──────── SOURCE RECORDS ────────

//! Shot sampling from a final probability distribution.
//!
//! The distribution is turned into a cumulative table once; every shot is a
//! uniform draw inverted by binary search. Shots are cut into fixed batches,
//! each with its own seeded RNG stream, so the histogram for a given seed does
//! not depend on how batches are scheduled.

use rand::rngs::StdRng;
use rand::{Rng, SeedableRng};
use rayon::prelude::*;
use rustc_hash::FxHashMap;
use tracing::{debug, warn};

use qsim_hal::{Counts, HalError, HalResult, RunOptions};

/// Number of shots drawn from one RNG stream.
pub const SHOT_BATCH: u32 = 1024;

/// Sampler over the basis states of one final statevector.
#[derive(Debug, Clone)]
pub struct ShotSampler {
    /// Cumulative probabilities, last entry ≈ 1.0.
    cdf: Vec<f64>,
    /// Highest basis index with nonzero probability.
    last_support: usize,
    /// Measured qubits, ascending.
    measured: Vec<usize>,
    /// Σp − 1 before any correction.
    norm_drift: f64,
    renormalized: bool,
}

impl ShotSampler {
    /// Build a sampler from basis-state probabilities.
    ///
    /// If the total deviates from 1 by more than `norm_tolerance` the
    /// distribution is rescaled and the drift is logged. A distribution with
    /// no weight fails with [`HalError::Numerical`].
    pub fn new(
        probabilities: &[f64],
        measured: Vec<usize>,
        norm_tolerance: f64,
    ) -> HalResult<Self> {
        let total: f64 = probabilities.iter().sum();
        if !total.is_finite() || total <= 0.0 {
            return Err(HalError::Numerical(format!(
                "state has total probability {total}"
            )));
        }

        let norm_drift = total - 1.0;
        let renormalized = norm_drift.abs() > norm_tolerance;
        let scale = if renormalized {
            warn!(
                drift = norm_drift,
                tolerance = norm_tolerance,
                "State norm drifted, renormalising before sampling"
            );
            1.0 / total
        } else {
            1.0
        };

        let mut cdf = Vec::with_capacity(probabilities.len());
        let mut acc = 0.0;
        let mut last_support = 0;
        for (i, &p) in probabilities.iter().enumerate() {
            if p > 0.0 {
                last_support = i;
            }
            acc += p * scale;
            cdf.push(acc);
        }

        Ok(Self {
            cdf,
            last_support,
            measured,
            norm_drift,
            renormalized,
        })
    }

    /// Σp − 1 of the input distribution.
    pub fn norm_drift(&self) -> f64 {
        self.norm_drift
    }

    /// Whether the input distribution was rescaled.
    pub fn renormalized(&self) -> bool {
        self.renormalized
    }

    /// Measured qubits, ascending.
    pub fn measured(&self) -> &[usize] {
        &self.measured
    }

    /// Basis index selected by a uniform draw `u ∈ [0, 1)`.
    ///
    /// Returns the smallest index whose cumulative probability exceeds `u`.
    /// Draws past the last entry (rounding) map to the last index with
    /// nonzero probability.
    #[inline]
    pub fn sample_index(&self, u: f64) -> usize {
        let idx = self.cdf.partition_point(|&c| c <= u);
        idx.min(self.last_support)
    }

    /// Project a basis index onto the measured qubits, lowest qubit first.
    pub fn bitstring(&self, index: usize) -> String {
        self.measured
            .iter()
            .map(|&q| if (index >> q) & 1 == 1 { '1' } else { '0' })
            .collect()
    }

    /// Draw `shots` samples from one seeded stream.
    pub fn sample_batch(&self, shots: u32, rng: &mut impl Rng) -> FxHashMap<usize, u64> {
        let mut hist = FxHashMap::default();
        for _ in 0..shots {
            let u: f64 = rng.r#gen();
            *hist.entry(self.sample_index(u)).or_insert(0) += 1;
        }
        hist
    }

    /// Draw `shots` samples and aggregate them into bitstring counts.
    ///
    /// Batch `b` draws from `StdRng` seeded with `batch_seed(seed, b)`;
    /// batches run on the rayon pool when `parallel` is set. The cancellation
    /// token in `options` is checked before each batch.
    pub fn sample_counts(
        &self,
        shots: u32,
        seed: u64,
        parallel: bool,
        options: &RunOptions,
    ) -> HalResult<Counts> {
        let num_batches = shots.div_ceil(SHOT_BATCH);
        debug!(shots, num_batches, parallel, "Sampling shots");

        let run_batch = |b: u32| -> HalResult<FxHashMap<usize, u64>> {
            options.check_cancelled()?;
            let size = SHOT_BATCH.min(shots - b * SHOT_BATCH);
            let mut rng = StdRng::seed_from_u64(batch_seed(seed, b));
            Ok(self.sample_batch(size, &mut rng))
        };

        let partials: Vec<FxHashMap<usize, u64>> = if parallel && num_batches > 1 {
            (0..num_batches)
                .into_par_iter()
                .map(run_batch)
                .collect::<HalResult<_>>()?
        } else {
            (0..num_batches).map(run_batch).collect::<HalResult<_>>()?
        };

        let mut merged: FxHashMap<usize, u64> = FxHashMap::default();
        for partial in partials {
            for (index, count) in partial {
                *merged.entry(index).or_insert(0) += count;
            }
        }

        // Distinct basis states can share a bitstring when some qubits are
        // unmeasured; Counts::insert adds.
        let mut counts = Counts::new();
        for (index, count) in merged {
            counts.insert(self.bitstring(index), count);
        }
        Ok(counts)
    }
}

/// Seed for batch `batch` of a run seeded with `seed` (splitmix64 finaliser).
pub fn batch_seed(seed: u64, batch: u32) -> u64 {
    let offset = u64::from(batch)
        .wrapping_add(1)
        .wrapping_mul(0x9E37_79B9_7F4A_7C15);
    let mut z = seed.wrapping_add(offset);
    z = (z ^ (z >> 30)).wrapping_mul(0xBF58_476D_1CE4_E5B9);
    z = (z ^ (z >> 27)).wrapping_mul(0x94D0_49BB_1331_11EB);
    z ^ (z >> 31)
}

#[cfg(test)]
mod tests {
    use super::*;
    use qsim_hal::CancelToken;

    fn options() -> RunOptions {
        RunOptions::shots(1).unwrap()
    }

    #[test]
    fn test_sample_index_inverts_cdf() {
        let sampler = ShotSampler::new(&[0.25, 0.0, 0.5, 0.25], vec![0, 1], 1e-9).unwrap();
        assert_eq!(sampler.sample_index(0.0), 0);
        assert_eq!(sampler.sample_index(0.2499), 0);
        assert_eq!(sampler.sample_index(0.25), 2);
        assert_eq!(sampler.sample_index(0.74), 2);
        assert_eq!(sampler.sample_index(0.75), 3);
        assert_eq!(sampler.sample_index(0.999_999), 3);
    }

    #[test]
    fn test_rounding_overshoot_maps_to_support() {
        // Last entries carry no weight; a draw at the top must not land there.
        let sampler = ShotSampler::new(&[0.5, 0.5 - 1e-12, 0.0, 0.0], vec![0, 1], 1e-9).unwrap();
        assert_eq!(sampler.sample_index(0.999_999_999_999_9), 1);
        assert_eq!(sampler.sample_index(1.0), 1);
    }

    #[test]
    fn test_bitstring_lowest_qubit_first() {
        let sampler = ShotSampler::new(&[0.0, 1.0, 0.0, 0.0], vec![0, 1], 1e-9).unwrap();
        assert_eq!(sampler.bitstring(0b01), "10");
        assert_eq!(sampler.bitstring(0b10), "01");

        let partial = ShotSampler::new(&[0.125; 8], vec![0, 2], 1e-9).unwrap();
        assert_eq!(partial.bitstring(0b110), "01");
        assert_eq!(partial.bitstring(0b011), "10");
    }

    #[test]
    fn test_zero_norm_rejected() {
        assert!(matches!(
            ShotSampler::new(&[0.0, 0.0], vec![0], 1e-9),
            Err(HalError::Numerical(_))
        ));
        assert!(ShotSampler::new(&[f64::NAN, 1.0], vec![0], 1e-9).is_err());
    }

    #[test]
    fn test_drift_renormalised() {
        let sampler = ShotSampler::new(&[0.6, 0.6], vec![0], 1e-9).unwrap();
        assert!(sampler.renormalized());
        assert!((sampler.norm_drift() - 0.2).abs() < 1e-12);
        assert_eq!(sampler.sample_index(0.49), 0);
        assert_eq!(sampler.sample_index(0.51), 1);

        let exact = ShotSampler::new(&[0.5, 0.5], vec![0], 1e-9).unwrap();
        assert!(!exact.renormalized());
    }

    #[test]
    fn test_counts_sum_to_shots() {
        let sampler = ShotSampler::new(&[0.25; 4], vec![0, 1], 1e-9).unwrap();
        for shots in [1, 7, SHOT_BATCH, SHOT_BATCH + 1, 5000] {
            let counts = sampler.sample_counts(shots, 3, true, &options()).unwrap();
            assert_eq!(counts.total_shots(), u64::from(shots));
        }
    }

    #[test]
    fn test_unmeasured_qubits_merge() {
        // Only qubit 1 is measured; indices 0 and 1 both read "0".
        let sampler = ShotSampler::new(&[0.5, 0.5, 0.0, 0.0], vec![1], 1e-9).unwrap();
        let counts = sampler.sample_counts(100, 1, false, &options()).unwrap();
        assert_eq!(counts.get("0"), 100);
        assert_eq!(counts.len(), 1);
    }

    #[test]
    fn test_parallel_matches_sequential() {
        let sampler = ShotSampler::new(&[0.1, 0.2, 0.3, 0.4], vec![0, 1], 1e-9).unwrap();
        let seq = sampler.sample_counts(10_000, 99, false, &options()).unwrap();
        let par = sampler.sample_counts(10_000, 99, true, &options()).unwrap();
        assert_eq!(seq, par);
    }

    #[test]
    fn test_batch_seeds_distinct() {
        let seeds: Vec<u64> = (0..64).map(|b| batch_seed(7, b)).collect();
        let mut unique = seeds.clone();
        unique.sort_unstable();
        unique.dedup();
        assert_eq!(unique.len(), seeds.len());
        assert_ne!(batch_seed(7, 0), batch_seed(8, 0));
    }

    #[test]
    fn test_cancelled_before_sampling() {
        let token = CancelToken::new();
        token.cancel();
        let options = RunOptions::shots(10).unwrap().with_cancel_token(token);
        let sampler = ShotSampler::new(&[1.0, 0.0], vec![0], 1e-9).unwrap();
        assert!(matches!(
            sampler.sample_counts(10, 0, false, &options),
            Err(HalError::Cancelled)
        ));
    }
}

────────

TASK DESCRIPTION: When the line with "0.25], vec![0, 1], 1e-9).unwrap();" is reached in the data above, start copying there, and copy each line exactly until the line with "assert_eq!(sampler.sample_index(0.74), 2);" has been copied; copy nothing else.

SOLVED EXERCISE:
        let sampler = ShotSampler::new(&[0.25, 0.0, 0.5, 0.25], vec![0, 1], 1e-9).unwrap();
        assert_eq!(sampler.sample_index(0.0), 0);
        assert_eq!(sampler.sample_index(0.2499), 0);
        assert_eq!(sampler.sample_index(0.25), 2);
        assert_eq!(sampler.sample_index(0.74), 2);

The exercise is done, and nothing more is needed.